Asset inflows improved for many of the largest publicly traded money managers in the third quarter, but analysts said institutional investors continued to hold off on new mandates.
“Generally speaking, institutional investors are kind of on the sidelines,” said Michael Kim, an analyst with Sandler O'Neill & Partners LP in New York. “There is not a lot of replacement activity; we do not see a tremendous amount of money being moved.”
Among those companies experiencing overall net inflows for the three-month period ended Sept. 30 were BlackRock Inc., T. Rowe Price Associates Inc., BNY Mellon Asset Management, Franklin Resources Inc. and Affiliated Managers Group.
Analysts and CEOs of money management companies expressed optimism that institutional investors will be forced to take more risk in 2011, moving out of lower-fee passive strategies and into higher-fee active investment strategies in an attempt to improve returns.
“Given the liability for most investors, a 3% or 4% return is not going to do it,” said. Robert Lee, analyst with Keefe, Bruyette & Woods Inc., New York.

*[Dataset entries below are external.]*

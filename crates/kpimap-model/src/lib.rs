#![deny(unsafe_code)]

pub mod error;
pub mod kpi;
pub mod mapping;
pub mod relationship;
pub mod table;

pub use error::{ModelError, Result};
pub use kpi::{KpiCatalog, KpiDefinition};
pub use mapping::{MappingKey, MappingTarget};
pub use relationship::{Cardinality, Relationship, RelationshipPatch};
pub use table::Table;
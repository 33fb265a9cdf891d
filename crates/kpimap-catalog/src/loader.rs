//! KPI catalog parsing.
//!
//! The catalog is a CSV with one row per KPI and four required columns.
//! Schema validation reports every missing column in a single error rather
//! than failing on the first one.

use std::collections::BTreeSet;
use std::path::Path;

use csv::ReaderBuilder;

use kpimap_model::{KpiCatalog, KpiDefinition};

use crate::error::{CatalogError, Result};

/// Column names the catalog must carry, in reporting order.
pub const REQUIRED_COLUMNS: [&str; 4] = [
    "KPI Name",
    "KPI Description",
    "KPI Formula",
    "Required Fields",
];

/// Split a `Required Fields` cell on `;`, trimming each piece and dropping
/// empty ones.
pub fn split_required_fields(raw: &str) -> Vec<String> {
    raw.split(';')
        .map(str::trim)
        .filter(|piece| !piece.is_empty())
        .map(str::to_string)
        .collect()
}

fn normalize_header(raw: &str) -> String {
    raw.trim().trim_matches('\u{feff}').to_string()
}

fn header_index(headers: &[String], name: &str) -> Option<usize> {
    headers.iter().position(|h| h == name)
}

fn cell(row: &csv::ByteRecord, idx: Option<usize>) -> String {
    idx.and_then(|i| row.get(i))
        .map(|field| String::from_utf8_lossy(field).trim().to_string())
        .unwrap_or_default()
}

/// Load and validate a KPI catalog file.
///
/// Row order is preserved. Rows with an empty KPI name are skipped, and a
/// duplicate name keeps its first definition.
pub fn load_catalog(path: &Path) -> Result<KpiCatalog> {
    let bytes = std::fs::read(path).map_err(|e| CatalogError::Io {
        path: path.to_path_buf(),
        source: e,
    })?;

    let mut reader = ReaderBuilder::new()
        .has_headers(true)
        .flexible(true)
        .from_reader(bytes.as_slice());

    let headers: Vec<String> = reader
        .byte_headers()
        .map_err(|e| CatalogError::Csv {
            path: path.to_path_buf(),
            message: e.to_string(),
        })?
        .iter()
        .map(|field| normalize_header(&String::from_utf8_lossy(field)))
        .collect();

    let idx_name = header_index(&headers, REQUIRED_COLUMNS[0]);
    let idx_description = header_index(&headers, REQUIRED_COLUMNS[1]);
    let idx_formula = header_index(&headers, REQUIRED_COLUMNS[2]);
    let idx_fields = header_index(&headers, REQUIRED_COLUMNS[3]);

    let missing: Vec<String> = REQUIRED_COLUMNS
        .iter()
        .zip([idx_name, idx_description, idx_formula, idx_fields])
        .filter(|(_, idx)| idx.is_none())
        .map(|(name, _)| (*name).to_string())
        .collect();
    if !missing.is_empty() {
        return Err(CatalogError::MissingColumns {
            path: path.to_path_buf(),
            columns: missing,
        });
    }

    let mut seen: BTreeSet<String> = BTreeSet::new();
    let mut kpis: Vec<KpiDefinition> = Vec::new();
    for row in reader.byte_records() {
        let row = row.map_err(|e| CatalogError::Csv {
            path: path.to_path_buf(),
            message: e.to_string(),
        })?;

        let name = cell(&row, idx_name);
        if name.is_empty() {
            continue;
        }
        if !seen.insert(name.clone()) {
            tracing::warn!(kpi = %name, "duplicate KPI name in catalog, keeping first definition");
            continue;
        }

        kpis.push(KpiDefinition {
            name,
            description: cell(&row, idx_description),
            formula: cell(&row, idx_formula),
            required_fields: split_required_fields(&cell(&row, idx_fields)),
        });
    }

    tracing::debug!(path = %path.display(), kpis = kpis.len(), "loaded KPI catalog");
    Ok(KpiCatalog::new(kpis))
}
//! KPI field-mapping summary export.

use kpimap_model::{KpiDefinition, MappingKey};
use kpimap_session::MappingStore;

/// Render the mapping summary for the given KPIs, in the order supplied
/// (callers pass selected KPIs in catalog order). Each KPI block lists its
/// required fields in definition order and ends with a blank separator
/// line.
pub fn render_kpi_mappings(kpis: &[&KpiDefinition], mappings: &MappingStore) -> String {
    let mut out = String::new();
    for kpi in kpis {
        out.push_str(&format!("KPI: {}\n", kpi.name));
        for field in &kpi.required_fields {
            out.push_str(&format!("  Field: {field}\n"));
            match mappings.get(&MappingKey::new(kpi.name.clone(), field.clone())) {
                Some(target) => {
                    out.push_str(&format!(
                        "    Mapped to '{}' in table '{}'\n",
                        target.column, target.table
                    ));
                }
                None => {
                    out.push_str("    Unmapped! (Calculation Required)\n");
                }
            }
        }
        out.push('\n');
    }
    out
}
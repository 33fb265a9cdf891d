use std::path::PathBuf;

/// Outcome of replaying one project file.
#[derive(Debug)]
pub struct ExportResult {
    pub output_dir: PathBuf,
    pub tables: Vec<TableSummary>,
    /// Complete relationships, ready for export.
    pub relationship_count: usize,
    /// Registered tables referenced by no relationship.
    pub connectivity_gap: Vec<String>,
    pub kpis: Vec<KpiSummary>,
    /// At least one selected KPI has unmapped required fields.
    pub incomplete_warning: bool,
    /// Artifacts written (empty on dry runs).
    pub written: Vec<PathBuf>,
    pub errors: Vec<String>,
    pub has_errors: bool,
}

#[derive(Debug)]
pub struct TableSummary {
    pub name: String,
    pub path: PathBuf,
    pub columns: usize,
    pub sampled_rows: usize,
    /// Parse failure for this file, if any.
    pub error: Option<String>,
}

#[derive(Debug)]
pub struct KpiSummary {
    pub name: String,
    pub required_fields: usize,
    pub mapped_fields: usize,
    pub complete: bool,
}
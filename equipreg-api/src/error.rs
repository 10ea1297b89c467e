//! API error handling.

use axum::{
    http::StatusCode,
    response::{IntoResponse, Response},
    Json,
};
use serde::Serialize;
use equipreg_core::error::EquipmentError;

/// API error type.
#[derive(Debug)]
pub struct ApiError {
    status: StatusCode,
    message: String,
    code: String,
}

impl ApiError {
    /// Creates a new API error.
    pub fn new(status: StatusCode, message: impl Into<String>, code: impl Into<String>) -> Self {
        Self {
            status,
            message: message.into(),
            code: code.into(),
        }
    }

    /// Missing or unusable caller identity.
    pub fn unauthenticated(message: impl Into<String>) -> Self {
        Self::new(StatusCode::UNAUTHORIZED, message, "UNAUTHENTICATED")
    }

    /// Not found error.
    pub fn not_found(message: impl Into<String>) -> Self {
        Self::new(StatusCode::NOT_FOUND, message, "NOT_FOUND")
    }

    /// Id already registered.
    pub fn conflict(message: impl Into<String>) -> Self {
        Self::new(StatusCode::CONFLICT, message, "ALREADY_REGISTERED")
    }

    /// Validation error.
    pub fn validation(message: impl Into<String>) -> Self {
        Self::new(StatusCode::UNPROCESSABLE_ENTITY, message, "VALIDATION_ERROR")
    }

    /// Backing store unavailable.
    pub fn unavailable(message: impl Into<String>) -> Self {
        Self::new(StatusCode::SERVICE_UNAVAILABLE, message, "STORAGE_UNAVAILABLE")
    }

    /// Internal server error.
    pub fn internal(message: impl Into<String>) -> Self {
        Self::new(StatusCode::INTERNAL_SERVER_ERROR, message, "INTERNAL_ERROR")
    }

    /// HTTP status of this error.
    pub fn status(&self) -> StatusCode {
        self.status
    }

    /// Machine-readable error code.
    pub fn code(&self) -> &str {
        &self.code
    }
}

/// Error response body.
#[derive(Serialize)]
struct ErrorResponse {
    error: ErrorBody,
}

#[derive(Serialize)]
struct ErrorBody {
    code: String,
    message: String,
}

impl IntoResponse for ApiError {
    fn into_response(self) -> Response {
        let body = ErrorResponse {
            error: ErrorBody {
                code: self.code,
                message: self.message,
            },
        };

        (self.status, Json(body)).into_response()
    }
}

impl From<EquipmentError> for ApiError {
    fn from(err: EquipmentError) -> Self {
        match &err {
            EquipmentError::AlreadyRegistered(_) => ApiError::conflict(err.to_string()),
            EquipmentError::NotFound(_) => ApiError::not_found(err.to_string()),
            EquipmentError::InvalidPrincipal(_) => ApiError::unauthenticated(err.to_string()),
            EquipmentError::ValidationError(_) => ApiError::validation(err.to_string()),
            _ if err.is_storage_error() => {
                tracing::error!(error = %err, "Storage error");
                ApiError::unavailable("The registry store is unavailable")
            }
            _ => {
                tracing::error!(error = %err, "Internal error");
                ApiError::internal("An internal error occurred")
            }
        }
    }
}
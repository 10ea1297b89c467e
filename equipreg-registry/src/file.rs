//! File-backed equipment registry.
//!
//! Every registration is appended to a journal and synced before it becomes
//! visible, so a restart replays exactly the registrations that callers saw
//! succeed. Suitable for single-node deployments where durability is needed.

use std::path::{Path, PathBuf};
use std::sync::Arc;

use async_trait::async_trait;
use tokio::fs;
use tokio::io::AsyncWriteExt;
use tokio::sync::Mutex;
use tracing::{debug, error, info, instrument, warn};

use equipreg_core::constants::{JOURNAL_MAGIC, JOURNAL_VERSION};
use equipreg_core::error::{EquipmentError, Result};
use equipreg_core::traits::{EquipmentRegistry, EventSink};
use equipreg_core::types::{EquipmentDetails, EquipmentId, Principal, RegistrationEvent};

use crate::MemoryRegistry;

/// File-backed equipment registry.
///
/// Lookups are served from an in-memory index; registrations are serialized
/// by a single writer lock that covers the uniqueness check, the journal
/// append and the in-memory commit.
///
/// # File Format
///
/// ```text
/// EQUIPREG-JOURNAL v1\n
/// {"sequence":1,"id":...}\n     one RegistrationEvent per line, commit order
/// ```
///
/// A torn final line left by a crash mid-append is dropped on open.
pub struct FileRegistry {
    /// Path to the journal file
    path: PathBuf,
    /// In-memory index
    memory: MemoryRegistry,
    /// Append handle, opened on first registration
    journal: Mutex<Journal>,
}

impl FileRegistry {
    /// Opens the registry at the given path without an event sink.
    ///
    /// If the file exists it is replayed. Otherwise the registry starts empty
    /// and the file is created on the first registration.
    pub async fn open(path: impl AsRef<Path>) -> Result<Self> {
        Self::open_inner(path.as_ref(), MemoryRegistry::new()).await
    }

    /// Opens the registry, publishing new registrations to `sink`.
    ///
    /// Replayed registrations are not published again.
    pub async fn open_with_sink(path: impl AsRef<Path>, sink: Arc<dyn EventSink>) -> Result<Self> {
        Self::open_inner(path.as_ref(), MemoryRegistry::with_sink(sink)).await
    }

    async fn open_inner(path: &Path, memory: MemoryRegistry) -> Result<Self> {
        let path = path.to_path_buf();

        if let Some(contents) = read_existing(&path).await? {
            let parsed = parse_journal(&contents)?;
            info!(count = parsed.events.len(), path = ?path, "Replaying registration journal");

            for event in parsed.events {
                memory.restore(event)?;
            }

            if parsed.valid_len < contents.len() as u64 {
                warn!(
                    path = ?path,
                    dropped = contents.len() as u64 - parsed.valid_len,
                    "Dropping torn journal tail"
                );
                truncate(&path, parsed.valid_len).await?;
            }
        }

        Ok(Self {
            path,
            memory,
            journal: Mutex::new(Journal::default()),
        })
    }

    /// Returns the journal path.
    pub fn path(&self) -> &Path {
        &self.path
    }

    /// Returns the number of registered ids.
    pub fn len(&self) -> usize {
        self.memory.len()
    }

    /// Returns true if nothing is registered.
    pub fn is_empty(&self) -> bool {
        self.memory.is_empty()
    }

    /// Returns the sequence number of the last committed registration.
    pub fn committed(&self) -> u64 {
        self.memory.committed()
    }
}

impl std::fmt::Debug for FileRegistry {
    fn fmt(&self, f: &mut std::fmt::Formatter<'_>) -> std::fmt::Result {
        f.debug_struct("FileRegistry")
            .field("path", &self.path)
            .field("memory", &self.memory)
            .finish()
    }
}

#[async_trait]
impl EquipmentRegistry for FileRegistry {
    #[instrument(skip(self, name, document_ref, registrant), fields(registrant = %registrant))]
    async fn register(
        &self,
        id: EquipmentId,
        name: String,
        document_ref: String,
        registrant: Principal,
    ) -> Result<()> {
        let mut journal = self.journal.lock().await;

        if self.memory.contains(id) {
            return Err(EquipmentError::AlreadyRegistered(id));
        }

        let event = RegistrationEvent::new(
            self.memory.next_sequence(),
            id,
            name,
            registrant,
            document_ref,
        );
        journal.append(&self.path, &event).await?;

        let sequence = event.sequence;
        self.memory.commit(event)?;
        debug!(id, sequence, "Equipment registered and journaled");

        Ok(())
    }

    async fn get_details(&self, id: EquipmentId) -> Result<EquipmentDetails> {
        self.memory.get_details(id).await
    }
}

/// Reads every registration event from a journal, in commit order.
///
/// This is the consumer-side view of the registration history: a missing
/// file is an empty history and a torn final line is skipped.
pub async fn read_journal(path: impl AsRef<Path>) -> Result<Vec<RegistrationEvent>> {
    match read_existing(path.as_ref()).await? {
        Some(contents) => Ok(parse_journal(&contents)?.events),
        None => Ok(Vec::new()),
    }
}

// ═══════════════════════════════════════════════════════════════════════════════
// JOURNAL
// ═══════════════════════════════════════════════════════════════════════════════

#[derive(Default)]
struct Journal {
    file: Option<fs::File>,
    /// Length of the last fully synced state
    len: u64,
}

impl Journal {
    async fn append(&mut self, path: &Path, event: &RegistrationEvent) -> Result<()> {
        let mut line = serde_json::to_string(event)?;
        line.push('\n');

        if self.file.is_none() {
            self.open(path).await?;
        }
        let file = self
            .file
            .as_mut()
            .ok_or_else(|| EquipmentError::InternalError("journal not open".into()))?;

        let written = write_synced(file, line.as_bytes()).await;
        if let Err(e) = written {
            self.rollback(path).await;
            return Err(e.into());
        }

        self.len += line.len() as u64;
        Ok(())
    }

    async fn open(&mut self, path: &Path) -> Result<()> {
        let mut file = fs::OpenOptions::new()
            .create(true)
            .append(true)
            .open(path)
            .await?;

        let header = header_line();
        let mut len = file.metadata().await?.len();
        if len < header.len() as u64 {
            // Empty, or a header write that never finished
            if len > 0 {
                warn!(path = ?path, len, "Rewriting incomplete journal header");
                file.set_len(0).await?;
            }
            if let Err(e) = write_synced(&mut file, header.as_bytes()).await {
                if let Err(undo) = file.set_len(0).await {
                    error!(path = ?path, error = %undo, "Failed to roll back journal header");
                }
                return Err(e.into());
            }
            len = header.len() as u64;
            info!(path = ?path, "Created registration journal");
        }

        self.file = Some(file);
        self.len = len;
        Ok(())
    }

    /// Cuts a partial append so the next one starts on a clean line.
    async fn rollback(&mut self, path: &Path) {
        if let Some(file) = self.file.take() {
            if let Err(e) = file.set_len(self.len).await {
                error!(path = ?path, error = %e, "Failed to roll back journal append");
            }
        }
    }
}

async fn write_synced(file: &mut fs::File, bytes: &[u8]) -> std::io::Result<()> {
    file.write_all(bytes).await?;
    file.flush().await?;
    file.sync_data().await
}

fn header_line() -> String {
    format!("{} v{}\n", JOURNAL_MAGIC, JOURNAL_VERSION)
}

async fn read_existing(path: &Path) -> Result<Option<Vec<u8>>> {
    match fs::read(path).await {
        Ok(contents) => Ok(Some(contents)),
        Err(e) if e.kind() == std::io::ErrorKind::NotFound => Ok(None),
        Err(e) => Err(EquipmentError::IoError(std::io::Error::new(
            e.kind(),
            format!("Failed to read registry journal: {}", e),
        ))),
    }
}

async fn truncate(path: &Path, len: u64) -> Result<()> {
    let file = fs::OpenOptions::new().write(true).open(path).await?;
    file.set_len(len).await?;
    file.sync_data().await?;
    Ok(())
}

struct ParsedJournal {
    events: Vec<RegistrationEvent>,
    /// Byte length of the header plus every complete event line
    valid_len: u64,
}

fn parse_journal(contents: &[u8]) -> Result<ParsedJournal> {
    let Some((header, body)) = split_line(contents) else {
        // Created but the header never fully made it to disk
        if header_line().as_bytes().starts_with(contents) {
            return Ok(ParsedJournal {
                events: Vec::new(),
                valid_len: 0,
            });
        }
        return Err(EquipmentError::StorageError("Invalid journal header".into()));
    };
    let header = std::str::from_utf8(header)
        .map_err(|_| EquipmentError::StorageError("Invalid journal header".into()))?;
    check_header(header)?;

    let mut events: Vec<RegistrationEvent> = Vec::new();
    let mut valid_len = header.len() as u64 + 1;
    let mut rest = body;

    // An unterminated final line is an append that never finished, whatever
    // its bytes; it may even end inside a multi-byte character
    while let Some((line, next)) = split_line(rest) {
        let event = serde_json::from_slice::<RegistrationEvent>(line).map_err(|e| {
            EquipmentError::StorageError(format!(
                "corrupt journal entry after sequence {}: {}",
                events.last().map_or(0, |ev| ev.sequence),
                e
            ))
        })?;
        events.push(event);
        valid_len += line.len() as u64 + 1;
        rest = next;
    }

    Ok(ParsedJournal { events, valid_len })
}

fn split_line(bytes: &[u8]) -> Option<(&[u8], &[u8])> {
    let pos = bytes.iter().position(|&b| b == b'\n')?;
    Some((&bytes[..pos], &bytes[pos + 1..]))
}

fn check_header(header: &str) -> Result<()> {
    let (magic, version) = header
        .split_once(' ')
        .ok_or_else(|| EquipmentError::StorageError("Invalid journal header".into()))?;

    if magic != JOURNAL_MAGIC {
        return Err(EquipmentError::StorageError("Invalid journal magic".into()));
    }

    let actual: u8 = version
        .strip_prefix('v')
        .and_then(|v| v.parse().ok())
        .ok_or_else(|| EquipmentError::StorageError(format!("Invalid journal version '{}'", version)))?;

    if actual != JOURNAL_VERSION {
        return Err(EquipmentError::VersionMismatch {
            expected: JOURNAL_VERSION,
            actual,
        });
    }

    Ok(())
}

Laurence Fink, BlackRock's chairman and CEO, emphasized the same theme as he announced the company's third-quarter results. In a conference call with analysts on Oct 20, Mr. Fink said he believes institutional investors will have no choice but to invest in new strategies that carry volatility and take more risks to pay their liabilities. “So if one believes we're going to have a persistence of low rates for a while globally ... and this is the type of conversations we're having with foundations and endowments, they're going to have to allocate more to equities and alternatives,” he said. “So these are very difficult conversations.”
Mr. Fink said he also expects pension officials to increase risk levels.
New York-based BlackRock reported assets under management of $3.446 trillion as of Sept. 30, up 9% from the prior quarter and 140% from the year-earlier quarter, ahead of its Dec. 1, 2009, acquisition of Barclays Global Investors. The roughly $295 billion gain in BlackRock's AUM from the prior quarter mostly came from $212.5 billion in market-related gains and $67.3 billion of foreign exchange-related gains. Net inflows were $15.6 billion.
However, based on flows by asset class, Black Rock lost some of its more profitable business in the third quarter. Active equity strategies — which generate higher fees — accounted for $15 billion in outflows. Passive equity strategies, which are index-based and have lower fees, saw inflows of $6 billion.
In fixed income, BlackRock saw $31.6 billion of inflows into less lucrative passive products, while higher-fee-generating active bond strategies had $8 billion in outflows. Also, BlackRock's active quantitative strategies saw net outflows of $10 billion.
BlackRock also reported more than $24 billion in “concentration-related outflows,” reflecting efforts by some clients to limit their exposure to any single firm following the merger of BlackRock and BGI.
Ticonderoga Securities analyst Douglas Sipkin in New York downgraded BlackRock to “hold” from “buy” after the earnings report. He said inflows into active strategies at BlackRock have deteriorated since the company acquired BGI. “At some point, you can't overlook the active outflows,” he said.